• **Provided data**
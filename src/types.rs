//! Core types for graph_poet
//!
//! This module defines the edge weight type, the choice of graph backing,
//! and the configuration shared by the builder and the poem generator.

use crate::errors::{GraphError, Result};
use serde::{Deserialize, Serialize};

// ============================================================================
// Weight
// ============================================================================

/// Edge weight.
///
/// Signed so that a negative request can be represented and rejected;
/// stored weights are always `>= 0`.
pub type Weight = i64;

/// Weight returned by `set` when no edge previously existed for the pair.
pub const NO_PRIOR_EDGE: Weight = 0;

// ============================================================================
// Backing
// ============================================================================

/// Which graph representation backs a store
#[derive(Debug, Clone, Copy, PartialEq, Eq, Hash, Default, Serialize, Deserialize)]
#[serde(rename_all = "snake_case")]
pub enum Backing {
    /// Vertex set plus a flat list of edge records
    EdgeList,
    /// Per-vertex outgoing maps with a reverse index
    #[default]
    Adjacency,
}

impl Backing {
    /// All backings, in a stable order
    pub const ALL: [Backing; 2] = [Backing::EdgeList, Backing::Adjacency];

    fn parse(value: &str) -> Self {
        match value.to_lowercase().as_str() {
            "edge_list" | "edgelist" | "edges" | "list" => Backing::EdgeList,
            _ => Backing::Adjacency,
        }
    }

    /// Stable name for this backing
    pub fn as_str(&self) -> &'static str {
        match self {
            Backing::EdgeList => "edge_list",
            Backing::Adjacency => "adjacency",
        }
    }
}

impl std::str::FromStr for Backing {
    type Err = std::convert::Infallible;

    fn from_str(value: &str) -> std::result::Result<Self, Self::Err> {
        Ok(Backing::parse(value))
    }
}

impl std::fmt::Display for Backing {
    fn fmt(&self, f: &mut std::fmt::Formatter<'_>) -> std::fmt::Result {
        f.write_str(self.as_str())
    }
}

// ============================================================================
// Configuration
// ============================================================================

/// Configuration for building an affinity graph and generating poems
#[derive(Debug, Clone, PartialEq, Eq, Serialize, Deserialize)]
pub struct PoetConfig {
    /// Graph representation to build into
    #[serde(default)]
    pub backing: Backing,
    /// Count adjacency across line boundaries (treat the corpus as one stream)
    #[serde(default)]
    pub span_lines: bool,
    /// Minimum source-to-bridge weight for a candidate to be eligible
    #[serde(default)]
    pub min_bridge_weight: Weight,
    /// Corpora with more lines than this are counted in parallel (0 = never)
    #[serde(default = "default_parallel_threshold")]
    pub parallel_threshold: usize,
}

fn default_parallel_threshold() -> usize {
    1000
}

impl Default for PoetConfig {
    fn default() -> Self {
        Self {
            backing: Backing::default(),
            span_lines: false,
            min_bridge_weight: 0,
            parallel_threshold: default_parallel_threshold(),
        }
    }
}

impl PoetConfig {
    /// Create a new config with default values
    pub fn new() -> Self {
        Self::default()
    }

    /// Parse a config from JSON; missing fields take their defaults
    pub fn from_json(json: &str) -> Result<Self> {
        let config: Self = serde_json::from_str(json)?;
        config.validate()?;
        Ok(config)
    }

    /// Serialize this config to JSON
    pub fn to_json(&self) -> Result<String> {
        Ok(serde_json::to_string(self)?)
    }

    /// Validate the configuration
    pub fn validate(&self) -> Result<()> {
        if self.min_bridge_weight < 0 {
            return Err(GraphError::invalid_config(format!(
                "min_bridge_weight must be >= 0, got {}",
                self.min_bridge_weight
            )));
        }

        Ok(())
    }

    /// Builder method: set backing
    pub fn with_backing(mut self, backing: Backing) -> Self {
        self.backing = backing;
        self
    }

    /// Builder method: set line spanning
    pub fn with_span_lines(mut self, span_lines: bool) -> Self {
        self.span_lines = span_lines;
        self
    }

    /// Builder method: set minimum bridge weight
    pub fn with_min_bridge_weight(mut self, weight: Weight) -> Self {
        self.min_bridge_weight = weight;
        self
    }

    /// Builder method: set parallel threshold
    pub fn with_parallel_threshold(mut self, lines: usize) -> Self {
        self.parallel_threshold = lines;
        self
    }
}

...

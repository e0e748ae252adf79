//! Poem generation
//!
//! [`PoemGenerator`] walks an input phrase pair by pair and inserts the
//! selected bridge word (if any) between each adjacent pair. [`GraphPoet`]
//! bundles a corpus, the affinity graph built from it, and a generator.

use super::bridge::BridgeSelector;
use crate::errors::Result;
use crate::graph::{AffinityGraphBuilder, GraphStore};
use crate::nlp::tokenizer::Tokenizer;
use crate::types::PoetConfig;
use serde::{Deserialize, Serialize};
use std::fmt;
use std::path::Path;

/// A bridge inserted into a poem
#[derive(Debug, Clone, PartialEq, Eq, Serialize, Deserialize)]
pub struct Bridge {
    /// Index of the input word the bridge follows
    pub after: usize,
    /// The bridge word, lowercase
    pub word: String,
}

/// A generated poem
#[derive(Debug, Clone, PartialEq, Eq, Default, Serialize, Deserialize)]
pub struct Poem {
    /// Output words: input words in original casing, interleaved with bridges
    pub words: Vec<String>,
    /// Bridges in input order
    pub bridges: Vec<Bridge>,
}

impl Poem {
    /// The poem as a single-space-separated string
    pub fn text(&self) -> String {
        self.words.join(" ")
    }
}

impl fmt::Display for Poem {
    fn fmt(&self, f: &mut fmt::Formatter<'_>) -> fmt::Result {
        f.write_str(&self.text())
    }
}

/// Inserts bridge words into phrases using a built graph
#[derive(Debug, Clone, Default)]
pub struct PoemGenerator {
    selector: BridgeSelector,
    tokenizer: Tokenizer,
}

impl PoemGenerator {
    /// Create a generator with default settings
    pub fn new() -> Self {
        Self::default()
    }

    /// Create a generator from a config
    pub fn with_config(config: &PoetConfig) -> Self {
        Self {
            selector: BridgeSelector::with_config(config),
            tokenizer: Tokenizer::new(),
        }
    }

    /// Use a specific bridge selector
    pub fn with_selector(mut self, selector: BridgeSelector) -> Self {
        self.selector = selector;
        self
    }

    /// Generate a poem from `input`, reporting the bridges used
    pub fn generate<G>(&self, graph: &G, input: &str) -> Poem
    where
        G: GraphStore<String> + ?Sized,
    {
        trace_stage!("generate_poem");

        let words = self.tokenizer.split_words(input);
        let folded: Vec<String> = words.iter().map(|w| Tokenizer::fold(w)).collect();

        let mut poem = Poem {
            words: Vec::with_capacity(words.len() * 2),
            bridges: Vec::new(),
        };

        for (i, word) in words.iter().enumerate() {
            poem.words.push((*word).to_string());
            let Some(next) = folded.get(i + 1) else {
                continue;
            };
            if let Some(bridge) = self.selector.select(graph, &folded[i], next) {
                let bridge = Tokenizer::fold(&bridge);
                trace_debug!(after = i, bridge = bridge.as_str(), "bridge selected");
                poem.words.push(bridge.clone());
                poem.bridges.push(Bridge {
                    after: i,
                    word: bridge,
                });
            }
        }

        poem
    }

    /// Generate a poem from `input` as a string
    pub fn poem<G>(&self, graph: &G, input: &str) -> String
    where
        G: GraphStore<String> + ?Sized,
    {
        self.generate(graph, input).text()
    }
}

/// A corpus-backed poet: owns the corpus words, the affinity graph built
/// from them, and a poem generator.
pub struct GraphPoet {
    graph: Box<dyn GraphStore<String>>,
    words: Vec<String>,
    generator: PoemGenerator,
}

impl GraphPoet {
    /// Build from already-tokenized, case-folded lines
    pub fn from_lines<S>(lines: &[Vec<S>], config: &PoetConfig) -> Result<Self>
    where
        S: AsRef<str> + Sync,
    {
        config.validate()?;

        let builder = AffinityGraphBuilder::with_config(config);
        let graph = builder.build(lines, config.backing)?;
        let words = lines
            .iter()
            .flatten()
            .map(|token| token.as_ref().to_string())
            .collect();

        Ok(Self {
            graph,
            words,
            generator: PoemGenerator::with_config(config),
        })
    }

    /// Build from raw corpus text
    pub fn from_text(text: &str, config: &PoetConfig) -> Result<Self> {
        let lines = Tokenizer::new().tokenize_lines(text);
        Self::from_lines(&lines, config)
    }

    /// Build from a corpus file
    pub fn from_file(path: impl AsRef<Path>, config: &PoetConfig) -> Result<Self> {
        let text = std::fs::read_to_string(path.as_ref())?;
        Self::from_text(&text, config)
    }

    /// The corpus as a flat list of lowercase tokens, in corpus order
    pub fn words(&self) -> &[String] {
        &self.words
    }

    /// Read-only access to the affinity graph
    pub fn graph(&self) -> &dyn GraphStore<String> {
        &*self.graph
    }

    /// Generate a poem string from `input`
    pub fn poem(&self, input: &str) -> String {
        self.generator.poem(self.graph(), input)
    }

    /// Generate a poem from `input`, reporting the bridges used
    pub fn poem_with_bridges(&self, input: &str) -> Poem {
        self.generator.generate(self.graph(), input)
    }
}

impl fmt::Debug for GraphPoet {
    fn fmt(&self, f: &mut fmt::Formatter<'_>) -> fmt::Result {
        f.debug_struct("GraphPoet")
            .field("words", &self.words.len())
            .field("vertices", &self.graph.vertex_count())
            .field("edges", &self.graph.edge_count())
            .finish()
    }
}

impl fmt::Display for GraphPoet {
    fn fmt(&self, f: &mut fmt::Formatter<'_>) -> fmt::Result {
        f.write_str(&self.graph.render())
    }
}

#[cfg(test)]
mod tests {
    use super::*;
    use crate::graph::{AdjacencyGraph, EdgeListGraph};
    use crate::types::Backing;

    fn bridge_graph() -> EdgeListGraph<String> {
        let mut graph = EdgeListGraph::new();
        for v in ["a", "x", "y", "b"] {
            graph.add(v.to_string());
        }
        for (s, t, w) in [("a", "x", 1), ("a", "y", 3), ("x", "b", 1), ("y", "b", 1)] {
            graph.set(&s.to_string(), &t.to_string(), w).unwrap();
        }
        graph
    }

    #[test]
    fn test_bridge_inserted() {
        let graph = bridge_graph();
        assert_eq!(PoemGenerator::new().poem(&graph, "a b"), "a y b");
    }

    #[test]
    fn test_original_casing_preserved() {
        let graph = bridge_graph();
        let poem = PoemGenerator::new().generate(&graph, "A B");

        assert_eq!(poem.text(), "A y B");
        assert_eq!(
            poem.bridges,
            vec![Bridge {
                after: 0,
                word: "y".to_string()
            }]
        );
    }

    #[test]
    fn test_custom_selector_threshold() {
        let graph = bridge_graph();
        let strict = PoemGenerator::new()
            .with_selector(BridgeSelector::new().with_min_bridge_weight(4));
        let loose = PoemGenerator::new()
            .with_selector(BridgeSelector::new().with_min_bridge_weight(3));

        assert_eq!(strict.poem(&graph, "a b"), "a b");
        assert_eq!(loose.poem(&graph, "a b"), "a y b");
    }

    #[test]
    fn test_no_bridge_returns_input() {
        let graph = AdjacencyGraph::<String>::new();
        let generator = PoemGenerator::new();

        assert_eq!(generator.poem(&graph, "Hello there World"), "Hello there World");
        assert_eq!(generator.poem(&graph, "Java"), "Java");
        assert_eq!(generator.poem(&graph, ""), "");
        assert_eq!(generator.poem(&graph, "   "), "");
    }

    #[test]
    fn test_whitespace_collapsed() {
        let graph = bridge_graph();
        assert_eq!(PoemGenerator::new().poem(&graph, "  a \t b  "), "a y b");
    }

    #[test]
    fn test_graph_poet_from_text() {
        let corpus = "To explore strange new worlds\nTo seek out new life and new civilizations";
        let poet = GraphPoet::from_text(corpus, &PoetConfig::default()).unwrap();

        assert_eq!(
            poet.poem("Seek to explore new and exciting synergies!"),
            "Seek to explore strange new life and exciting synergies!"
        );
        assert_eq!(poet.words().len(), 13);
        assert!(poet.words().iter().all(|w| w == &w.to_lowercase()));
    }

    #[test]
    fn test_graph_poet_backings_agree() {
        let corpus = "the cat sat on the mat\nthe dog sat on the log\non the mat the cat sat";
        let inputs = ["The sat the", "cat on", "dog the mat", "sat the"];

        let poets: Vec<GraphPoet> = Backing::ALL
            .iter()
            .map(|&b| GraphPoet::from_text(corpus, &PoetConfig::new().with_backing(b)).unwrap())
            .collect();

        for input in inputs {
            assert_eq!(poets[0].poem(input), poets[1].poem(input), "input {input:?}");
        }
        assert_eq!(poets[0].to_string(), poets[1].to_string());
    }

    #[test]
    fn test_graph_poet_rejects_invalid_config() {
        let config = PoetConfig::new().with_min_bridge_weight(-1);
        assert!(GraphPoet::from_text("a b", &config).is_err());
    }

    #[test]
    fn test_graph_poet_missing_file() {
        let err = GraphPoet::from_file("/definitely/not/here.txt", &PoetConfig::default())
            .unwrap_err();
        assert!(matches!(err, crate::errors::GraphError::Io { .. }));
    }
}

==

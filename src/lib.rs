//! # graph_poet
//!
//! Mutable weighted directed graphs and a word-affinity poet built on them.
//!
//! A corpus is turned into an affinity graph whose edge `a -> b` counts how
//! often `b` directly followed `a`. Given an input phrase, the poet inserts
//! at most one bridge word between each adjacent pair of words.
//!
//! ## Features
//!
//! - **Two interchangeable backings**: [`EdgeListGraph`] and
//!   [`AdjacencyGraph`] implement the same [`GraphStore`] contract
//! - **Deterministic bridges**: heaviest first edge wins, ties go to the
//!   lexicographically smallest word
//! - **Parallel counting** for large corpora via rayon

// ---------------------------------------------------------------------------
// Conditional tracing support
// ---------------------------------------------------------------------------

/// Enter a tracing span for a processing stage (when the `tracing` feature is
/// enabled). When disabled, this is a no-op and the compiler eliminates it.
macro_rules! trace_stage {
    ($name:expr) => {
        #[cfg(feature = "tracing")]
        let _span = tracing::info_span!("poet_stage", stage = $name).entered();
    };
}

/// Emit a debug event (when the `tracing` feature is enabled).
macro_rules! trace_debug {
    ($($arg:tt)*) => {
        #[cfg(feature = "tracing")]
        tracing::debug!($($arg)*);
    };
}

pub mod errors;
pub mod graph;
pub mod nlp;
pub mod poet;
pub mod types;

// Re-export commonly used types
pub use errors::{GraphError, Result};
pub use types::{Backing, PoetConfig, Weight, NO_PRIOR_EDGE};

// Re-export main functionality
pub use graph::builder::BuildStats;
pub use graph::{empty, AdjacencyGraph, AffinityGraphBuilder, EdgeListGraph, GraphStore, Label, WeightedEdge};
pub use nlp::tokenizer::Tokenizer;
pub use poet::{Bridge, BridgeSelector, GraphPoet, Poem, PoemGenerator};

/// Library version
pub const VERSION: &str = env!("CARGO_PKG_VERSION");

• **Exercise objective**
Please say how many lines in the records contain the word "synergies", and give only that number.

• **Task output**
2